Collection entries
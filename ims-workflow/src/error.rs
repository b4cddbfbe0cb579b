use ims_instrument::error::ReferenceError;
use ims_limits::LimitError;
use thiserror::Error;

/// Errors raised by the Locate Workflow (§4.8) and Short-Sell Gate (§4.9).
#[derive(Debug, Clone, PartialEq, Error)]
pub enum WorkflowError {
    #[error("security {0:?} does not exist")]
    UnknownSecurity(ims_instrument::security::SecurityId),

    #[error("client {0:?} is not active")]
    ClientNotActive(ims_instrument::counterparty::CounterpartyId),

    #[error("requested quantity must be positive, got {0}")]
    NonPositiveQuantity(rust_decimal::Decimal),

    #[error("reference lookup failed: {0}")]
    Reference(#[from] ReferenceError),

    #[error("limit service error: {0}")]
    Limit(#[from] LimitError),

    #[error("gate exceeded its {budget_ms} ms decision budget")]
    Timeout { budget_ms: u64 },

    #[error("no queued locate request with id {0}")]
    UnknownLocateRequest(smol_str::SmolStr),
}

Requirement ▸ A single number is expected: how many lines in the entries above hold the word "security".

Completed task ▸ 2